Dual-channel control of ferroelastic domains in a host–guest inclusion compound

Abstract

Ferroelastics have attracted tremendous research interest not only because of their promising applications in mechanical switches but also owing to their important significance in mediating the coupling of electric and magnetic polarization in multiferroic materials. Herein, we successfully designed an above-room-temperature host–guest inclusion ferroelastic crystal, [(3,4-DFA)(18-crown-6)][TFSA] (3,4-DFA = 3,4-difluorobenzonium, TFSA = bis(trifluoromethanesulfonyl)ammonium) (1). By replacing the [PF₆] anion with the larger [TFSA] anion, the phase transition temperature (T_c) is successfully increased from 305 K in [(3,4-DFA)(18-crown-6)][PF₆] to 342 K in [(3,4-DFA)(18-crown-6)][TFSA]. Furthermore, the phase transition also changes from the mm2Fmm2-type non-ferroic isostructural one to mmmF2/m-type ferroelastic one.
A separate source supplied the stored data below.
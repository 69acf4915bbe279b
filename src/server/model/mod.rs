//! Server application models and type definitions.
//!
//! This module contains data models for the server application, including application state,
//! database model type aliases, the mapping between stored tests and their API representation,
//! and session data structures written by the upstream authentication service.

pub mod app;
pub mod db;
pub mod session;
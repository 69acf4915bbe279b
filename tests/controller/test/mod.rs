//! Tests for test management endpoints.

mod get_tests;
mod update_test;

use super::*;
More importantly, the ferroelastic domains of [(3,4-DFA)(18-crown-6)][TFSA] can be not only switched under thermal stimulus, but also rapidly switched in situ under external stress. This work realizes that ferroelastic domains can be simultaneously controlled through two physical channels (temperature and stress), suggesting their great potential in dual-channel switches, and provides an efficient strategy to design more high-performance ferroic materials.